Dances With Birds: About Legs and Wings

Géraldine Garcia

I began to go to dance shows with the idea that I would not be disappointed, at least I would know what I didn’t like and this has lead me to discover, over the course of the past four years, various gifted artists who really should be far more famous.
The dance scene in Paris is very rich. There are so many theatres and festivals that you have to keep your eye on the ball in order not to miss the big shows of the season. I am personally more interested in contemporary dance and I usually begin to put red marks in my diary when Theâtre de Chaillot and Théâtre de la Ville, two big cultural institutions of the city, announce their new seasonal programmes.


Among the shows I saw at the beginning of the summer, let us highlight one, seen in Chaillot, for its sense of poetry, its technical sophistication and the absolute originality of its purpose.
Luc Petton is an unusual choreographer in the contemporary field. After a career as a dancer he worked as a choreographer and founded his own company Le Guetteur (The Watcher) in 1994. 10 years later, taking inspiration from his passion for ornithology, Petton began to work on a beautiful and magical idea: to allow dancers and live birds to meet on stage.
The dream came true with the creation of his show La Confidence des Oiseaux (The Birds’ Confession). Lasting an hour and a half (in theatre) or less (an outdoor version has been successfully played in parks), this show is jawdroppingly inventive as dancers are evolving with trained birds ranging from starlings to crows, budgies, jays and magpies.
The result is stunning, not only because the animals are trained, the dancers are really good (I think about the various and original lifts). Music is an integral part of the show with Xavier Rosselle’s original score performed on stage.
It is important to make the distinction – you’re not at the circus, all in this is pure poetry, the dancers are at the mercy of the birds, they must adapt to their avian partners thoughout the show. The dancers also have a proper (and beautiful) role, sometimes without the birds but always perfectly synchronised. As it is not circus but art (sorry, circus is an art too but I talk about the lion-jump-in-the-fire kind of thing you may find in old-fashion circus show), the scenery and costumes are simplicity itself (a stark stage, dark brown and grey body paintings on the naked torsos of the dancers) and a few accessories help such as perches (both on the set and on the dancer’s backs). But most of all the choreography plays with the human body as the ideal perch for the birds.

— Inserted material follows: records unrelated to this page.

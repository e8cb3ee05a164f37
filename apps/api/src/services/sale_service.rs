//! # Sale Service
//!
//! Creates sales atomically and enforces who may read them.
//!
//! ## Create Flow
//! ```text
//! ┌─────────────────────────────────────────────────────────────────────────┐
//! │                         Sale Creation                                   │
//! │                                                                         │
//! │  1. access check (manual: admin only)                                   │
//! │  ┌── request timeout ──────────────────────────────────────────────┐    │
//! │  │ 2. shape validation (items, qty, fields)  ─┐ no transaction yet, │    │
//! │  │ 3. catalog lookup, freeze unit prices      │ nothing written     │    │
//! │  │ 4. invoice number + dates                 ─┘                     │    │
//! │  │ 5. BEGIN ─► header ─► items ─► COMMIT                            │    │
//! │  │       └── any error / expiry ─► ROLLBACK                         │    │
//! │  └──────────────────────────────────────────────────────────────────┘    │
//! │  6. return the sale's uuid                                              │
//! └─────────────────────────────────────────────────────────────────────────┘
//! ```

use std::collections::HashSet;
use std::future::Future;
use std::time::Duration;

use serde::{Deserialize, Serialize};
use tracing::{debug, info, warn};
use ts_rs::TS;

use crate::error::{ApiError, ApiResult};
use niaga_core::access::{authorize_read, list_scope, require_admin};
use niaga_core::dates::{parse_date_input, resolve_dates};
use niaga_core::invoice::{InvoiceKind, InvoiceNumberGenerator};
use niaga_core::pricing::{manual_line_spec, price_line, PriceInput, SaleHeader};
use niaga_core::validation::{
    normalize_description, normalize_header_field, validate_customer_name,
    validate_invoice_number, validate_uuid,
};
use niaga_core::{
    CoreError, LineItemSpec, ManualInvoiceDetails, PricedLine, RequestContext, SaleDetail,
    SaleDraft, SaleSummary, ValidationError,
};
use niaga_db::{Database, DbResult, SaleRepository, INVOICE_NUMBER_COLUMN};

// =============================================================================
// Request / Response DTOs
// =============================================================================

/// One line of a customer checkout.
///
/// Only identity and quantity are read. A `price` sent by the client is
/// ignored; the catalog decides.
#[derive(Debug, Clone, Serialize, Deserialize, TS)]
#[serde(rename_all = "camelCase")]
#[ts(export)]
pub struct CheckoutItem {
    pub product_id: i64,
    pub qty: i64,
}

#[derive(Debug, Clone, Default, Serialize, Deserialize, TS)]
#[ts(export)]
pub struct CheckoutRequest {
    #[serde(default)]
    pub items: Vec<CheckoutItem>,
}

/// One line of a manual invoice. `price` overrides the catalog when present
/// and non-blank.
#[derive(Debug, Clone, Serialize, Deserialize, TS)]
#[serde(rename_all = "camelCase")]
#[ts(export)]
pub struct ManualItem {
    pub product_id: i64,
    pub qty: i64,
    #[serde(default)]
    pub price: Option<PriceInput>,
}

/// Body of `POST /sales/manual`. Header fields are snake_case, as the admin
/// form posts them.
#[derive(Debug, Clone, Default, Serialize, Deserialize, TS)]
#[ts(export)]
pub struct ManualInvoiceRequest {
    #[serde(default)]
    pub items: Vec<ManualItem>,
    #[serde(default)]
    pub invoice_number: Option<String>,
    #[serde(default)]
    pub transaction_date: Option<String>,
    #[serde(default)]
    pub due_date: Option<String>,
    #[serde(default)]
    pub customer_name: Option<String>,
    #[serde(default)]
    pub customer_address: Option<String>,
    #[serde(default)]
    pub customer_phone: Option<String>,
    #[serde(default)]
    pub description: Option<String>,
}

/// Response of both create endpoints.
#[derive(Debug, Clone, Serialize, Deserialize, TS)]
#[ts(export)]
pub struct CreatedSale {
    pub msg: String,
    #[serde(rename = "saleId")]
    pub sale_id: String,
}

const CHECKOUT_MESSAGE: &str = "Transaksi Berhasil!";
const MANUAL_MESSAGE: &str = "Invoice Manual Berhasil Dibuat!";

/// Action named in the Forbidden message for non-admin manual invoices.
pub const MANUAL_INVOICE_ACTION: &str = "create manual invoices";

// =============================================================================
// Service
// =============================================================================

/// Coordinates sale creation and reads.
#[derive(Debug)]
pub struct SaleService {
    db: Database,
    invoices: InvoiceNumberGenerator,
    due_days: i64,
    write_timeout: Duration,
}

impl SaleService {
    pub fn new(
        db: Database,
        invoices: InvoiceNumberGenerator,
        due_days: i64,
        write_timeout: Duration,
    ) -> Self {
        SaleService {
            db,
            invoices,
            due_days,
            write_timeout,
        }
    }

    // =========================================================================
    // Create
    // =========================================================================

    /// Customer checkout: catalog prices, caller owns the sale.
    pub async fn create_checkout(
        &self,
        ctx: &RequestContext,
        items: Vec<CheckoutItem>,
    ) -> ApiResult<CreatedSale> {
        self.within_deadline(ctx, self.checkout(ctx, items)).await
    }

    /// Admin-entered invoice with optional overrides.
    pub async fn create_manual_invoice(
        &self,
        ctx: &RequestContext,
        req: ManualInvoiceRequest,
    ) -> ApiResult<CreatedSale> {
        require_admin(ctx, MANUAL_INVOICE_ACTION)?;
        self.within_deadline(ctx, self.manual_invoice(ctx, req)).await
    }

    /// Runs one create under the request timeout.
    ///
    /// On expiry the operation is dropped where it stands; an open unit of
    /// work rolls back when dropped.
    async fn within_deadline<T>(
        &self,
        ctx: &RequestContext,
        op: impl Future<Output = ApiResult<T>>,
    ) -> ApiResult<T> {
        let limit = ctx.timeout.unwrap_or(self.write_timeout);
        match tokio::time::timeout(limit, op).await {
            Ok(result) => result,
            Err(_) => {
                warn!(
                    user_id = ctx.user_id,
                    timeout_ms = limit.as_millis() as u64,
                    "Sale creation timed out, rolled back"
                );
                Err(ApiError::internal("Sale creation timed out"))
            }
        }
    }

    async fn checkout(&self, ctx: &RequestContext, items: Vec<CheckoutItem>) -> ApiResult<CreatedSale> {
        debug!(user_id = ctx.user_id, lines = items.len(), "Checkout requested");

        if items.is_empty() {
            return Err(ValidationError::EmptySale.into());
        }

        let specs = items
            .iter()
            .map(|item| {
                let spec = LineItemSpec::catalog(item.product_id, item.qty);
                spec.validate().map(|_| spec)
            })
            .collect::<Result<Vec<_>, _>>()?;

        let lines = self.price_lines(&specs).await?;

        let now = self.invoices.now();
        let dates = resolve_dates(now, None, None, self.due_days)?;
        let header = SaleHeader {
            invoice_number: self.invoices.generate(InvoiceKind::Checkout, now),
            transaction_date: dates.transaction_date,
            due_date: dates.due_date,
            user_id: Some(ctx.user_id),
            manual: None,
        };

        let draft = SaleDraft::new(header, lines)?;
        let sale_id = self.persist(draft).await?;

        Ok(CreatedSale {
            msg: CHECKOUT_MESSAGE.to_string(),
            sale_id,
        })
    }

    async fn manual_invoice(
        &self,
        ctx: &RequestContext,
        req: ManualInvoiceRequest,
    ) -> ApiResult<CreatedSale> {
        debug!(user_id = ctx.user_id, lines = req.items.len(), "Manual invoice requested");

        if req.items.is_empty() {
            return Err(ValidationError::EmptySale.into());
        }

        let customer_name = validate_customer_name(req.customer_name.as_deref().unwrap_or(""))?;
        let manual = ManualInvoiceDetails {
            customer_name,
            customer_address: normalize_header_field(
                "customer_address",
                req.customer_address.as_deref(),
            )?,
            customer_phone: normalize_header_field("customer_phone", req.customer_phone.as_deref())?,
            description: normalize_description(req.description.as_deref())?,
        };

        let supplied_number = validate_invoice_number(req.invoice_number.as_deref())?;
        let offset = self.invoices.offset();
        let tx_date = parse_date_input("transaction_date", req.transaction_date.as_deref(), offset)?;
        let due_date = parse_date_input("due_date", req.due_date.as_deref(), offset)?;

        let specs = req
            .items
            .iter()
            .map(|item| manual_line_spec(item.product_id, item.qty, item.price.as_ref()))
            .collect::<Result<Vec<_>, _>>()?;

        let lines = self.price_lines(&specs).await?;

        let dates = resolve_dates(self.invoices.now(), tx_date, due_date, self.due_days)?;
        if dates.is_inverted() {
            warn!(
                transaction_date = %dates.transaction_date,
                due_date = %dates.due_date,
                "Manual invoice due date precedes transaction date"
            );
        }

        let header = SaleHeader {
            invoice_number: self.invoices.manual(supplied_number, dates.transaction_date),
            transaction_date: dates.transaction_date,
            due_date: dates.due_date,
            user_id: Some(ctx.user_id),
            manual: Some(manual),
        };

        let draft = SaleDraft::new(header, lines)?;
        let sale_id = self.persist(draft).await?;

        Ok(CreatedSale {
            msg: MANUAL_MESSAGE.to_string(),
            sale_id,
        })
    }

    /// Freezes a unit price for every line with one catalog query.
    ///
    /// The first unknown product, in request order, is reported.
    async fn price_lines(&self, specs: &[LineItemSpec]) -> ApiResult<Vec<PricedLine>> {
        let mut seen = HashSet::new();
        let ids: Vec<i64> = specs
            .iter()
            .map(LineItemSpec::product_id)
            .filter(|id| seen.insert(*id))
            .collect();

        let catalog = self.db.products().find_many(&ids).await?;

        specs
            .iter()
            .map(|spec| -> ApiResult<PricedLine> {
                let product = catalog
                    .get(&spec.product_id())
                    .ok_or(CoreError::ProductNotFound(spec.product_id()))?;
                Ok(price_line(spec, product.price())?)
            })
            .collect()
    }

    /// Writes the draft in one transaction and returns its uuid.
    async fn persist(&self, draft: SaleDraft) -> ApiResult<String> {
        match write_draft(&self.db.sales(), &draft).await {
            Ok(sale_id) => {
                info!(
                    sale_id,
                    uuid = %draft.uuid,
                    invoice_number = %draft.header.invoice_number,
                    total = %draft.total(),
                    items = draft.lines().len(),
                    user_id = ?draft.header.user_id,
                    "Sale committed"
                );
                Ok(draft.uuid)
            }
            Err(e) if e.is_unique_violation_on(INVOICE_NUMBER_COLUMN) => {
                warn!(invoice_number = %draft.header.invoice_number, "Invoice number already in use");
                Err(ApiError::conflict(format!(
                    "Invoice number '{}' already exists",
                    draft.header.invoice_number
                )))
            }
            Err(e) => Err(e.into()),
        }
    }

    // =========================================================================
    // Read
    // =========================================================================

    /// Admins see every sale; everyone else sees their own.
    pub async fn list_sales(&self, ctx: &RequestContext) -> ApiResult<Vec<SaleSummary>> {
        let sales = self.db.sales().list(list_scope(ctx)).await?;
        debug!(user_id = ctx.user_id, count = sales.len(), "Listed sales");
        Ok(sales)
    }

    /// One sale with its items and the owner's contact fields.
    pub async fn get_sale(&self, ctx: &RequestContext, id: &str) -> ApiResult<SaleDetail> {
        if validate_uuid(id).is_err() {
            return Err(CoreError::SaleNotFound(id.to_string()).into());
        }

        let sale = self
            .db
            .sales()
            .get_by_uuid(id)
            .await?
            .ok_or_else(|| CoreError::SaleNotFound(id.to_string()))?;

        authorize_read(ctx, sale.user_id)?;

        let items = self.db.sales().get_item_details(sale.id).await?;
        let owner = match sale.user_id {
            Some(user_id) => self.db.users().contact(user_id).await?,
            None => None,
        };

        Ok(SaleDetail { sale, owner, items })
    }
}

/// BEGIN, header, items, COMMIT. Rolls back explicitly on a failed write.
async fn write_draft(sales: &SaleRepository, draft: &SaleDraft) -> DbResult<i64> {
    let mut uow = sales.begin().await?;
    match uow.write(draft).await {
        Ok(sale_id) => {
            uow.commit().await?;
            Ok(sale_id)
        }
        Err(e) => {
            if let Err(rb) = uow.rollback().await {
                warn!(error = %rb, "Rollback failed");
            }
            Err(e)
        }
    }
}

// =============================================================================
// Tests
// =============================================================================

They flood the stage with such ease and insouciance (look out for the starlings washing and preening in the water bowl) you would think this is natural, and Luc Petton is right to think that the similarity between dancers and birds rest with their facility of movement. Their existence is committed to movement, and once they’re out of sight it is only then you realise how beautiful and ephemeral it was.
A new way to feel space, a new way to see the world; those are surely the main keys to understand this marvellous moment of poetry in movement.

Géraldine Garcia is a French writer and translator based in Paris.